The United States and some of its European allies condemned the announcement, and the US Navy put the Mediterranean fleet on standby.
In Tel Aviv, the Israeli cabinet met in crisis session. The far-right elements of the cabinet called on Israel’s defense forces to attack and destroy the Chinese task force before it entered the canal. The Chief of Staff (COS) of the Israeli military was less than enthusiastic about the proposal. He pointed out that satellite images provided by their American allies showed the Chinese task force was a very significant military force, centered around the People’s Republic’s newest aircraft carrier.
This was a very modern naval force, he said, and it was by no means guaranteed that if the Israeli Navy engaged it they would not come off second best.
In a less-than-subtle move, the Chinese ministry of defense held a separate briefing where it announced that it was converting a substantial number of China’s intercontinental ballistic missiles to conventional non-nuclear warheads.
This was, they said, a response to the United States’ Prompt Global Strike initiative, which allowed both countries the ability to deliver a powerful, highly disruptive, non-nuclear and unstoppable military strike upon any place on the surface of the Earth.
The Chinese task force cleared the Suez Canal and took a position off the coast of Gaza, Israeli ships and aircraft putting on a display of patrolling outside the self-designated Chinese defense perimeter of its fleet.
Both Israeli pilots and naval commanders, pointing out that their aircraft and vessels were clearly targeted by the advanced anti-aircraft and anti-ship defense systems of the Chinese fleet.
The Israelis could clearly see the amphibious landing craft accompanying the Chinese fleet being prepared to engage in landing Chinese forces in Gaza and once again these Israeli Prime Minister met in crisis meeting with his fellow ministers.

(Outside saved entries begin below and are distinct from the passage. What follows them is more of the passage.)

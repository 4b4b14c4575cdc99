//! Probability thresholding and the alert side effect

use crate::alerts::AlertSink;
use crate::error::AlertDeliveryFailure;
use crate::features::FeatureVector;
use crate::types::alert::{Decision, FraudAlert, ScoredDecision};
use crate::types::transaction::Transaction;
use anyhow::Result;
use chrono::Utc;
use serde::{Deserialize, Serialize};
use std::sync::Arc;
use tracing::warn;

/// Decision thresholds.
///
/// `p > reject` rejects, `flag < p <= reject` flags, `p <= flag` approves.
#[derive(Debug, Clone, Copy, PartialEq, Serialize, Deserialize)]
pub struct DecisionThresholds {
    pub flag_threshold: f64,
    pub reject_threshold: f64,
}

impl Default for DecisionThresholds {
    fn default() -> Self {
        Self {
            flag_threshold: 0.5,
            reject_threshold: 0.8,
        }
    }
}

impl DecisionThresholds {
    pub fn validate(&self) -> Result<()> {
        let Self {
            flag_threshold: flag,
            reject_threshold: reject,
        } = *self;
        if !(0.0..=1.0).contains(&flag) || !(0.0..=1.0).contains(&reject) || flag >= reject {
            anyhow::bail!(
                "decision thresholds must satisfy 0 <= flag < reject <= 1, got flag={flag} reject={reject}"
            );
        }
        Ok(())
    }

    /// Pure mapping from probability to decision
    pub fn classify(&self, probability: f64) -> Decision {
        if probability > self.reject_threshold {
            Decision::Rejected
        } else if probability > self.flag_threshold {
            Decision::Flagged
        } else {
            Decision::Approved
        }
    }
}

/// Result of deciding on one transaction
#[derive(Debug, Clone)]
pub struct DecisionOutcome {
    pub scored: ScoredDecision,
    /// Alert handed to the sink, if the decision required one
    pub alert: Option<FraudAlert>,
    /// Set when the sink refused the alert; the decision stands regardless
    pub alert_warning: Option<AlertDeliveryFailure>,
}

/// Stateless decision engine with an injected alert sink
#[derive(Clone)]
pub struct DecisionEngine {
    thresholds: DecisionThresholds,
    sink: Arc<dyn AlertSink>,
}

impl DecisionEngine {
    pub fn new(thresholds: DecisionThresholds, sink: Arc<dyn AlertSink>) -> Self {
        Self { thresholds, sink }
    }

    pub fn thresholds(&self) -> &DecisionThresholds {
        &self.thresholds
    }

    /// Decide on `tx` and notify the sink once if the outcome is not approved.
    pub fn decide(
        &self,
        tx: &Transaction,
        features: &FeatureVector,
        probability: f64,
    ) -> DecisionOutcome {
        let scored = ScoredDecision {
            decision: self.thresholds.classify(probability),
            probability,
            decided_at: Utc::now(),
        };

        if !scored.decision.requires_alert() {
            return DecisionOutcome {
                scored,
                alert: None,
                alert_warning: None,
            };
        }

        let alert = FraudAlert::new(tx, features, &scored);
        let alert_warning = match self.sink.notify(&alert) {
            Ok(()) => None,
            Err(e) => {
                warn!(
                    transaction_id = %tx.transaction_id,
                    alert_id = %alert.alert_id,
                    error = %e,
                    "Alert not delivered"
                );
                Some(e)
            }
        };

        DecisionOutcome {
            scored,
            alert: Some(alert),
            alert_warning,
        }
    }
}

#[cfg(test)]
mod tests {
    use super::*;
    use std::sync::Mutex;

    #[derive(Default)]
    struct RecordingSink {
        alerts: Mutex<Vec<FraudAlert>>,
    }

    impl AlertSink for RecordingSink {
        fn notify(&self, alert: &FraudAlert) -> Result<(), AlertDeliveryFailure> {
            self.alerts.lock().unwrap().push(alert.clone());
            Ok(())
        }
    }

    struct FailingSink;

    impl AlertSink for FailingSink {
        fn notify(&self, _alert: &FraudAlert) -> Result<(), AlertDeliveryFailure> {
            Err(AlertDeliveryFailure::Channel {
                channel: "test",
                reason: "unreachable".to_string(),
            })
        }
    }

    fn inputs() -> (Transaction, FeatureVector) {
        let tx = Transaction::new("tx_1", 1000, 3000.0, Utc::now(), "Electronics");
        let features = FeatureVector {
            amount: 3000.0,
            hour_of_day: 13,
            day_of_week: 2,
            tx_count_24h: 2,
            avg_spend_user: 1525.0,
            amount_deviation: 3000.0 / 1525.0,
            merchant_cat_code: 1,
        };
        (tx, features)
    }

    #[test]
    fn test_threshold_boundaries() {
        let t = DecisionThresholds::default();
        assert_eq!(t.classify(0.0), Decision::Approved);
        assert_eq!(t.classify(0.5), Decision::Approved);
        assert_eq!(t.classify(0.50001), Decision::Flagged);
        assert_eq!(t.classify(0.8), Decision::Flagged);
        assert_eq!(t.classify(0.80001), Decision::Rejected);
        assert_eq!(t.classify(1.0), Decision::Rejected);
    }

    #[test]
    fn test_alert_fired_once_per_non_approved_decision() {
        let sink = Arc::new(RecordingSink::default());
        let engine = DecisionEngine::new(DecisionThresholds::default(), sink.clone());
        let (tx, features) = inputs();

        for (p, expected, alerts) in [
            (0.5, Decision::Approved, 0),
            (0.50001, Decision::Flagged, 1),
            (0.8, Decision::Flagged, 2),
            (0.80001, Decision::Rejected, 3),
        ] {
            let outcome = engine.decide(&tx, &features, p);
            assert_eq!(outcome.scored.decision, expected);
            assert_eq!(outcome.alert.is_some(), expected.requires_alert());
            assert_eq!(sink.alerts.lock().unwrap().len(), alerts);
        }
    }

    #[test]
    fn test_sink_failure_keeps_decision_and_surfaces_warning() {
        let engine = DecisionEngine::new(DecisionThresholds::default(), Arc::new(FailingSink));
        let (tx, features) = inputs();

        let outcome = engine.decide(&tx, &features, 0.85);
        assert_eq!(outcome.scored.decision, Decision::Rejected);
        assert_eq!(outcome.scored.probability, 0.85);
        assert!(matches!(
            outcome.alert_warning,
            Some(AlertDeliveryFailure::Channel { .. })
        ));
    }

    #[test]
    fn test_threshold_validation() {
        assert!(DecisionThresholds::default().validate().is_ok());
        assert!(DecisionThresholds {
            flag_threshold: 0.8,
            reject_threshold: 0.5,
        }
        .validate()
        .is_err());
        assert!(DecisionThresholds {
            flag_threshold: -0.1,
            reject_threshold: 0.5,
        }
        .validate()
        .is_err());
    }
}
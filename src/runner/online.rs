//! Live, one-transaction-at-a-time scoring

use crate::decision::{DecisionEngine, DecisionOutcome};
use crate::error::ScoringError;
use crate::features::{CategoryEncoding, FeatureBuilder, FeatureVector, WindowTable};
use crate::metrics::PipelineMetrics;
use crate::models::Classifier;
use crate::types::response::ScoringResponse;
use crate::types::transaction::Transaction;
use std::sync::Arc;
use std::time::{Duration, Instant};
use tracing::debug;

/// Everything produced for one scored transaction
#[derive(Debug, Clone)]
pub struct ScoringOutcome {
    pub transaction_id: String,
    pub user_id: i64,
    pub features: FeatureVector,
    pub decision: DecisionOutcome,
}

impl ScoringOutcome {
    pub fn response(&self) -> ScoringResponse {
        ScoringResponse::new(self.user_id, &self.decision.scored)
    }
}

/// Online scoring pipeline.
///
/// Window aggregates always come from the shared `WindowTable`; callers
/// cannot supply them. A transaction is recorded into its user's window as
/// soon as it passes validation and ordering checks, so a later classifier
/// failure does not rewind the user's history.
pub struct OnlineRunner {
    table: Arc<WindowTable>,
    builder: FeatureBuilder,
    classifier: Arc<dyn Classifier>,
    engine: DecisionEngine,
    timeout: Duration,
    metrics: Arc<PipelineMetrics>,
}

impl OnlineRunner {
    pub fn new(
        encoding: Arc<CategoryEncoding>,
        classifier: Arc<dyn Classifier>,
        engine: DecisionEngine,
        timeout: Duration,
        metrics: Arc<PipelineMetrics>,
    ) -> Self {
        Self {
            table: Arc::new(WindowTable::new()),
            builder: FeatureBuilder::new(encoding),
            classifier,
            engine,
            timeout,
            metrics,
        }
    }

    /// Use an existing state table, e.g. one shared with an idle sweeper
    pub fn with_table(mut self, table: Arc<WindowTable>) -> Self {
        self.table = table;
        self
    }

    pub fn table(&self) -> &Arc<WindowTable> {
        &self.table
    }

    /// Score one transaction end to end
    pub async fn score(&self, tx: &Transaction) -> Result<ScoringOutcome, ScoringError> {
        let started = Instant::now();
        let result = self.score_inner(tx).await;

        match &result {
            Ok(outcome) => self.metrics.record_decision(
                started.elapsed(),
                outcome.decision.scored.probability,
                outcome.decision.scored.decision,
            ),
            Err(e) => self.metrics.record_error(e.kind()),
        }
        result
    }

    async fn score_inner(&self, tx: &Transaction) -> Result<ScoringOutcome, ScoringError> {
        tx.validate()?;

        let snap = self
            .table
            .record(tx.user_id, tx.timestamp, tx.amount)
            .await?;
        let features = self
            .builder
            .build(tx, snap.tx_count_24h, snap.avg_spend_user)?;

        let probability = self.classify(features).await?;
        let decision = self.engine.decide(tx, &features, probability);

        debug!(
            transaction_id = %tx.transaction_id,
            user_id = tx.user_id,
            tx_count_24h = features.tx_count_24h,
            avg_spend_user = features.avg_spend_user,
            probability,
            decision = decision.scored.decision.code(),
            "Transaction scored"
        );

        Ok(ScoringOutcome {
            transaction_id: tx.transaction_id.clone(),
            user_id: tx.user_id,
            features,
            decision,
        })
    }

    /// Run the classifier off the async workers, bounded by the timeout
    async fn classify(&self, features: FeatureVector) -> Result<f64, ScoringError> {
        let classifier = Arc::clone(&self.classifier);
        let task = tokio::task::spawn_blocking(move || classifier.score(&features));

        let joined = tokio::time::timeout(self.timeout, task)
            .await
            .map_err(|_| ScoringError::ScoringTimeout(self.timeout))?;
        let probability = joined
            .map_err(|e| ScoringError::ScoringUnavailable(format!("classifier task failed: {e}")))?
            .map_err(|e| ScoringError::ScoringUnavailable(format!("{e:#}")))?;

        if !(0.0..=1.0).contains(&probability) {
            return Err(ScoringError::ScoringUnavailable(format!(
                "classifier returned {probability}, outside [0, 1]"
            )));
        }
        Ok(probability)
    }
}
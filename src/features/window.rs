//! Per-user trailing-window and expanding-mean state.
//!
//! `UserState::record` is the single definition of the behavioral
//! aggregates. The batch replay (`WindowedAggregator`) and the online table
//! (`WindowTable`) both call it, which is what keeps offline features and
//! serving features identical.

use crate::error::ScoringError;
use chrono::{DateTime, Duration, Utc};
use std::collections::{HashMap, VecDeque};

/// Trailing window length for the velocity feature
pub const WINDOW_HOURS: i64 = 24;

/// The default 24-hour trailing span
pub fn trailing_window() -> Duration {
    Duration::hours(WINDOW_HOURS)
}

/// Aggregates produced by recording one transaction
#[derive(Debug, Clone, Copy, PartialEq)]
pub struct WindowSnapshot {
    /// Transactions in `(t - 24h, t]`, the current one included
    pub tx_count_24h: u32,
    /// Mean of every amount seen for the user so far, the current one included
    pub avg_spend_user: f64,
}

/// Mutable aggregation state for one user
#[derive(Debug, Clone, Default)]
pub struct UserState {
    window: VecDeque<(DateTime<Utc>, f64)>,
    lifetime_count: u64,
    lifetime_sum: f64,
}

impl UserState {
    pub fn new() -> Self {
        Self::default()
    }

    /// Record a transaction and return the updated aggregates.
    ///
    /// Timestamps must be non-decreasing per user. An older timestamp is
    /// rejected before anything is touched, so a failed call leaves the state
    /// exactly as it was.
    pub fn record(
        &mut self,
        user_id: i64,
        timestamp: DateTime<Utc>,
        amount: f64,
        span: Duration,
    ) -> Result<WindowSnapshot, ScoringError> {
        if let Some(last_seen) = self.last_timestamp() {
            if timestamp < last_seen {
                return Err(ScoringError::OutOfOrder {
                    user_id,
                    timestamp,
                    last_seen,
                });
            }
        }

        let cutoff = timestamp - span;
        while let Some(&(ts, _)) = self.window.front() {
            if ts > cutoff {
                break;
            }
            self.window.pop_front();
        }
        self.window.push_back((timestamp, amount));

        self.lifetime_count += 1;
        self.lifetime_sum += amount;

        Ok(self.snapshot())
    }

    fn snapshot(&self) -> WindowSnapshot {
        WindowSnapshot {
            tx_count_24h: self.window.len() as u32,
            avg_spend_user: self.lifetime_sum / self.lifetime_count as f64,
        }
    }

    /// Timestamp of the most recently recorded transaction
    pub fn last_timestamp(&self) -> Option<DateTime<Utc>> {
        self.window.back().map(|&(ts, _)| ts)
    }

    pub fn window_len(&self) -> usize {
        self.window.len()
    }

    pub fn window_sum(&self) -> f64 {
        self.window.iter().map(|&(_, amount)| amount).sum()
    }

    pub fn lifetime_count(&self) -> u64 {
        self.lifetime_count
    }

    pub fn lifetime_sum(&self) -> f64 {
        self.lifetime_sum
    }
}

/// Single-owner aggregator used for batch replay.
///
/// No locking: one replay owns the whole table. Feed it a history sorted by
/// timestamp within each user.
#[derive(Debug, Clone)]
pub struct WindowedAggregator {
    users: HashMap<i64, UserState>,
    span: Duration,
}

impl WindowedAggregator {
    pub fn new() -> Self {
        Self::with_span(trailing_window())
    }

    pub fn with_span(span: Duration) -> Self {
        Self {
            users: HashMap::new(),
            span,
        }
    }

    /// Record a transaction for `user_id`, creating its state on first use.
    pub fn record(
        &mut self,
        user_id: i64,
        timestamp: DateTime<Utc>,
        amount: f64,
    ) -> Result<WindowSnapshot, ScoringError> {
        self.users
            .entry(user_id)
            .or_default()
            .record(user_id, timestamp, amount, self.span)
    }

    pub fn user(&self, user_id: i64) -> Option<&UserState> {
        self.users.get(&user_id)
    }

    pub fn user_count(&self) -> usize {
        self.users.len()
    }

    pub fn span(&self) -> Duration {
        self.span
    }
}

impl Default for WindowedAggregator {
    fn default() -> Self {
        Self::new()
    }
}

The choice was one recent Israeli leaders were simply not used to having to make. That is, the decision to take military action against the force that was at least military comparable, and possibly militarily superior to the forces of the state of Israel.
What was not clear to the Israeli government or indeed, to Israel’s delegation to the United Nations in New York was what was the actual plan of the Chinese. They were obviously about to deploy forces into Gazza, but with what intent?
The answer to this question was given once again by China’s UN ambassador. He announced that China was going to deploy significant troops and aid facilities to restore order to Gaza, to prevent attack on the Gaza civilian population, but also to suppress and remove the ability of Hamas to govern Gaza or indeed carry out attacks on Israel.
The public response to this proposal, even in the United States and in Europe was not entirely negative. Indeed many pro-Palestinian protesters were thrown into confusion as they did not exactly know whether they should be opposing or supporting the Chinese intervention?
On the one hand, the Chinese were going to stop the Israelis bombing Gaza. On the other hand, the Chinese were going to almost certainly inflict serious military action against Hamas. The left in the United States and European Union were in a state of confusion, not used to the idea of condemning China, a non-western country, for an act of colonialism, which is very most certainly was. One Irish member of parliament collapsed.
The COS confirmed to the Israeli cabinet that the Chinese force was preparing to land forces in Gaza, and that the navy and the IAF were ready to carry out anti-ship missile attacks on the fleet.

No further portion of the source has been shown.